これで Shape クラスの全てのメソッドを使う準備ができました。前の例を手本としてスケールを使用すると、以下にようなソースになります。

(File: canvasex03.php)
<?php
// $Id: canvasex03.php,v 1.1 2002/08/27 20:08:57 aditus Exp $
include "../jpgraph.php";
include
"../jpgraph_canvas.php";
include
"../jpgraph_canvtools.php";

// ワーク スペースを定義する
$xmax=20;
$ymax=20;

// キャンバスの設定
$g = new CanvasGraph(400,200,'auto');
$g->SetMargin(5,11,6,11);
$g->SetShadow();
$g->SetMarginColor("teal");

// テキストが上書きされてしまうため、テキストを追加する前に
// プロットエリアとマージンを出力する必要がある
$g->InitFrame();

// 新しいスケールを作成する
$scale = new CanvasScale($g);
$scale->Set(0,$xmax,0,$ymax);

// Shape クラスは、 Image クラスのラッパー

$shape = new Shape($g,$scale);
$shape->SetColor('black');


// 黒いラインの追加
$shape->SetColor('green');
$shape->FilledRectangle(0,0,20,20);

// 円 (x,y,直径) の追加
$shape->Circle(5,14,2);

// .. 塗りつぶした円 (x,y,直径) の追加
$shape->SetColor('red');
$shape->FilledCircle(11,8,3);

// .. 長方形の追加
$shape->SetColor('green');
$shape->FilledRectangle(15,8,19,14);

// .. 塗りつぶした角の丸い長方形の追加
$shape->SetColor('green');
$shape->FilledRoundedRectangle(2,3,8,6);
// .. 暗いボーダーを使用
$shape->SetColor('darkgreen');
$shape->RoundedRectangle(2,3,8,6);


// グラフを出力する
$g->Stroke();

?>

上記のソースは以下の結果をもたらします。


図 190:スケールを使用してキャンバスに形を描写する [ソース]

より小さなイメージを作成したい場合は、イメージ サイズを変更するだけで、コードを全く変更することなく再構成することが可能です。たとえば、画像のサイズを半分にすると以下のような画像が出力されます。

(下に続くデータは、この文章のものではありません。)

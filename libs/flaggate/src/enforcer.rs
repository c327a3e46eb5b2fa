use crate::{
    claims::{ClaimsExtractor, IdentityClaims},
    decision::{Decision, ReasonCode},
    evaluator::PolicyEvaluator,
    metrics::{GateEvent, GateMetricLabels, GateMetrics, NoOpMetrics},
};
use serde::ser::{Serialize, SerializeStruct, Serializer};
use serde_json::Value;
use std::sync::Arc;
use thiserror::Error;

/// Access refused for a gated operation.
///
/// Serializes as `{"error": "forbidden", "reason": "<code>"}`; rule details
/// stay out of the payload.
#[derive(Debug, Clone, PartialEq, Eq, Error)]
#[error("forbidden by flag '{flag_key}': {reason}")]
pub struct Forbidden {
    flag_key: String,
    reason: ReasonCode,
}

impl Forbidden {
    #[must_use]
    pub fn new(flag_key: impl Into<String>, reason: ReasonCode) -> Self {
        Self {
            flag_key: flag_key.into(),
            reason,
        }
    }

    #[must_use]
    pub fn reason(&self) -> ReasonCode {
        self.reason
    }

    #[must_use]
    pub fn flag_key(&self) -> &str {
        &self.flag_key
    }
}

impl From<&Decision> for Forbidden {
    fn from(decision: &Decision) -> Self {
        Self::new(decision.flag_key(), decision.reason())
    }
}

impl Serialize for Forbidden {
    fn serialize<S: Serializer>(&self, serializer: S) -> Result<S::Ok, S::Error> {
        let mut body = serializer.serialize_struct("Forbidden", 2)?;
        body.serialize_field("error", "forbidden")?;
        body.serialize_field("reason", &self.reason)?;
        body.end()
    }
}

#[cfg(feature = "axum-ext")]
impl axum::response::IntoResponse for Forbidden {
    fn into_response(self) -> axum::response::Response {
        (http::StatusCode::FORBIDDEN, axum::Json(self)).into_response()
    }
}

/// Turns a verified assertion and a flag key into allow or [`Forbidden`]
///
/// Every check is logged and reported to the metrics hook.
#[derive(Clone)]
pub struct DecisionEnforcer {
    evaluator: PolicyEvaluator,
    extractor: ClaimsExtractor,
    metrics: Arc<dyn GateMetrics>,
}

impl DecisionEnforcer {
    #[must_use]
    pub fn new(evaluator: PolicyEvaluator, extractor: ClaimsExtractor) -> Self {
        Self {
            evaluator,
            extractor,
            metrics: Arc::new(NoOpMetrics),
        }
    }

    #[must_use]
    pub fn with_metrics(mut self, metrics: Arc<dyn GateMetrics>) -> Self {
        self.metrics = metrics;
        self
    }

    #[must_use]
    pub fn evaluator(&self) -> &PolicyEvaluator {
        &self.evaluator
    }

    #[must_use]
    pub fn extractor(&self) -> &ClaimsExtractor {
        &self.extractor
    }

    /// Check `flag_key` for the subject of `assertion`
    ///
    /// # Errors
    /// Returns `Forbidden` carrying the reason code on any deny, including
    /// malformed claims and an unusable registry.
    pub fn enforce(&self, assertion: &Value, flag_key: &str) -> Result<Decision, Forbidden> {
        self.authorize(assertion, flag_key)
            .map(|(decision, _)| decision)
    }

    /// Like [`enforce`](Self::enforce), also handing back the extracted claims
    ///
    /// # Errors
    /// Same as [`enforce`](Self::enforce).
    pub fn authorize(
        &self,
        assertion: &Value,
        flag_key: &str,
    ) -> Result<(Decision, IdentityClaims), Forbidden> {
        let claims = match self.extractor.extract(assertion) {
            Ok(claims) => claims,
            Err(e) => {
                tracing::debug!(flag = flag_key, error = %e, "Rejecting malformed claims");
                let decision = Decision::deny(flag_key, ReasonCode::MalformedClaims);
                self.record(&decision);
                return Err(Forbidden::from(&decision));
            }
        };

        let decision = self.evaluator.decide(&claims, flag_key);
        self.record(&decision);

        if decision.is_allowed() {
            Ok((decision, claims))
        } else {
            Err(Forbidden::from(&decision))
        }
    }

    /// Run `handler` only if `flag_key` allows the subject of `assertion`
    ///
    /// For async handlers return the future from the closure and await the result.
    ///
    /// # Errors
    /// Returns `Forbidden` without running `handler` on deny.
    pub fn guard<F, T>(&self, assertion: &Value, flag_key: &str, handler: F) -> Result<T, Forbidden>
    where
        F: FnOnce(Decision) -> T,
    {
        let decision = self.enforce(assertion, flag_key)?;
        Ok(handler(decision))
    }

    fn record(&self, decision: &Decision) {
        let allow = decision.is_allowed();
        if allow {
            tracing::debug!(
                flag = decision.flag_key(),
                allow,
                reason = %decision.reason(),
                rule = ?decision.matched_rule(),
                flag_version = ?decision.flag_version(),
                "Access decision"
            );
        } else {
            tracing::info!(
                flag = decision.flag_key(),
                allow,
                reason = %decision.reason(),
                rule = ?decision.matched_rule(),
                flag_version = ?decision.flag_version(),
                "Access decision"
            );
        }

        let event = if allow {
            GateEvent::DecisionAllow
        } else {
            GateEvent::DecisionDeny
        };
        let labels = GateMetricLabels::default()
            .with_flag(decision.flag_key())
            .with_reason(decision.reason().as_str());
        self.metrics.record_event(event, &labels);
    }
}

図 191:スケーリングがそのオブジェクトの相対的な位置を維持するので、イメージのサイズを半分に縮小することは簡単です [ソース]

イメージ サイズを変更せず、オブジェクトの形状を半分にするには単にスケールを2倍の大きさするだけです。



図 192:スケールを2倍の大きさにすることで、グラフィック オブジェクトを縮小します [ソース]

Shape クラスは、1 つの例外を除けば Image クラスのラッパーであるということを述べました。では、例外とは何でしょう。 例外には、"デコボコの長方形"を描画する追加メソッドがあります。デコボコの長方形は、 4つの角のうち1つが長方形の内側に移動した先の長方形です。Shape::IndentedRectangle() などの関数を呼びだす、デコボコの長方形を作成することができます。



図 193:塗りつぶされたデコボコの長方形の例 [ソース]

最後の注意として、角が丸みを帯びた長方形にテキストを追加できるCanvasRectangleText クラスについて述べます。利用できるフォントが全て描画されたサンプル画像はこのクラスを使用しています。詳しくは説明しませんが、クラス リファレンスと 'listfontsex1.php' を参照してください。